== Record extracts ==
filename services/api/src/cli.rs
use crate::demo::{run_demo, run_report, run_triage, DemoArgs, ReportArgs, TriageArgs};
use crate::server;
use clap::{Args, Parser, Subcommand};
use complaint_desk::error::AppError;

#[derive(Parser, Debug)]
#[command(
    name = "Complaint Desk",
    about = "Run and demonstrate the municipal complaint desk from the command line",
    version
)]
struct Cli {
    #[command(subcommand)]
    command: Option<Command>,
}

#[derive(Subcommand, Debug)]
enum Command {
    /// Start the HTTP service (default command)
    Serve(ServeArgs),
    /// Score and route a single complaint without filing it
    Triage(TriageArgs),
    /// Run an end-to-end demo: intake, routing, lifecycle, and notifications
    Demo(DemoArgs),
    /// Print an admin report or analytics snapshot over the demo data
    Report(ReportArgs),
}

#[derive(Args, Debug, Default)]
pub(crate) struct ServeArgs {
    /// Override the configured host for the HTTP server
    #[arg(long)]
    pub(crate) host: Option<String>,
    /// Override the configured port for the HTTP server
    #[arg(long)]
    pub(crate) port: Option<u16>,
    /// Simulated triage latency in milliseconds
    #[arg(long)]
    pub(crate) latency_ms: Option<u64>,
}

pub(crate) async fn run() -> Result<(), AppError> {
    let cli = Cli::parse();
    let command = cli
        .command
        .unwrap_or_else(|| Command::Serve(ServeArgs::default()));

    match command {
        Command::Serve(args) => server::run(args).await,
        Command::Triage(args) => run_triage(args),
        Command::Demo(args) => run_demo(args),
        Command::Report(args) => run_report(args),
    }
}
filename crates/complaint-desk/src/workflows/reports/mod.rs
//! Admin analytics and exportable reports over stored complaints.

pub mod analytics;
pub mod export;

pub use analytics::{
    AnalyticsPeriod, ComplaintAnalytics, NamedCount, ResolutionTime, TimeSeriesPoint,
};
pub use export::{Report, ReportError, ReportFormat, ReportKind};
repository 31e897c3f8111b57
pub mod config;
pub mod error;
pub mod telemetry;
pub mod workflows;
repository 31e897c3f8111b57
//! Complaint intake, priority triage, department routing, and status tracking.

pub mod domain;
pub mod notifications;
pub mod repository;
pub mod router;
pub mod routing;
pub mod service;
pub mod triage;
pub mod webhooks;

#[cfg(test)]
mod tests;

pub use domain::{
    CitizenId, Complaint, ComplaintCategory, ComplaintId, ComplaintInput, ComplaintStatus,
    ComplaintSubmission, StatusChange, StatusUpdate,
};
pub use repository::{
    CitizenContact, CitizenDirectory, ComplaintFilter, ComplaintRepository, NoCitizenDirectory,
    Notification, NotificationChannel, NotificationError, NotificationPublisher, RepositoryError,
};
pub use router::complaint_router;
pub use routing::{assign_authority, Authority, AuthorityDirectory, AuthorityId, RoutingTable};
pub use service::{ComplaintService, ComplaintServiceError, IntakeError, TriagePreview};
pub use triage::{KeywordSet, Priority, PriorityScore, PriorityScorer, ScoringTier, MAX_SCORE};
pub use webhooks::{WebhookError, WebhookEvent, WebhookKind, WebhookOutcome};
===
**Action item:** Retype all of the data shown above, word for word.

**Answer space:**
filename services/api/src/cli.rs
use crate::demo::{run_demo, run_report, run_triage, DemoArgs, ReportArgs, TriageArgs};
use crate::server;
use clap::{Args, Parser, Subcommand};
use complaint_desk::error::AppError;

#[derive(Parser, Debug)]
#[command(
    name = "Complaint Desk",
    about = "Run and demonstrate the municipal complaint desk from the command line",
    version
)]
struct Cli {
    #[command(subcommand)]
    command: Option<Command>,
}

#[derive(Subcommand, Debug)]
enum Command {
    /// Start the HTTP service (default command)
    Serve(ServeArgs),
    /// Score and route a single complaint without filing it
    Triage(TriageArgs),
    /// Run an end-to-end demo: intake, routing, lifecycle, and notifications
    Demo(DemoArgs),
    /// Print an admin report or analytics snapshot over the demo data
    Report(ReportArgs),
}

#[derive(Args, Debug, Default)]
pub(crate) struct ServeArgs {
    /// Override the configured host for the HTTP server
    #[arg(long)]
    pub(crate) host: Option<String>,
    /// Override the configured port for the HTTP server
    #[arg(long)]
    pub(crate) port: Option<u16>,
    /// Simulated triage latency in milliseconds
    #[arg(long)]
    pub(crate) latency_ms: Option<u64>,
}

pub(crate) async fn run() -> Result<(), AppError> {
    let cli = Cli::parse();
    let command = cli
        .command
        .unwrap_or_else(|| Command::Serve(ServeArgs::default()));

    match command {
        Command::Serve(args) => server::run(args).await,
        Command::Triage(args) => run_triage(args),
        Command::Demo(args) => run_demo(args),
        Command::Report(args) => run_report(args),
    }
}
filename crates/complaint-desk/src/workflows/reports/mod.rs
//! Admin analytics and exportable reports over stored complaints.

pub mod analytics;
pub mod export;

pub use analytics::{
    AnalyticsPeriod, ComplaintAnalytics, NamedCount, ResolutionTime, TimeSeriesPoint,
};
pub use export::{Report, ReportError, ReportFormat, ReportKind};
repository 31e897c3f8111b57
pub mod config;
pub mod error;
pub mod telemetry;
pub mod workflows;
repository 31e897c3f8111b57
//! Complaint intake, priority triage, department routing, and status tracking.

pub mod domain;
pub mod notifications;
pub mod repository;
pub mod router;
pub mod routing;
pub mod service;
pub mod triage;
pub mod webhooks;

#[cfg(test)]
mod tests;

pub use domain::{
    CitizenId, Complaint, ComplaintCategory, ComplaintId, ComplaintInput, ComplaintStatus,
    ComplaintSubmission, StatusChange, StatusUpdate,
};
pub use repository::{
    CitizenContact, CitizenDirectory, ComplaintFilter, ComplaintRepository, NoCitizenDirectory,
    Notification, NotificationChannel, NotificationError, NotificationPublisher, RepositoryError,
};
pub use router::complaint_router;
pub use routing::{assign_authority, Authority, AuthorityDirectory, AuthorityId, RoutingTable};
pub use service::{ComplaintService, ComplaintServiceError, IntakeError, TriagePreview};
pub use triage::{KeywordSet, Priority, PriorityScore, PriorityScorer, ScoringTier, MAX_SCORE};
pub use webhooks::{WebhookError, WebhookEvent, WebhookKind, WebhookOutcome};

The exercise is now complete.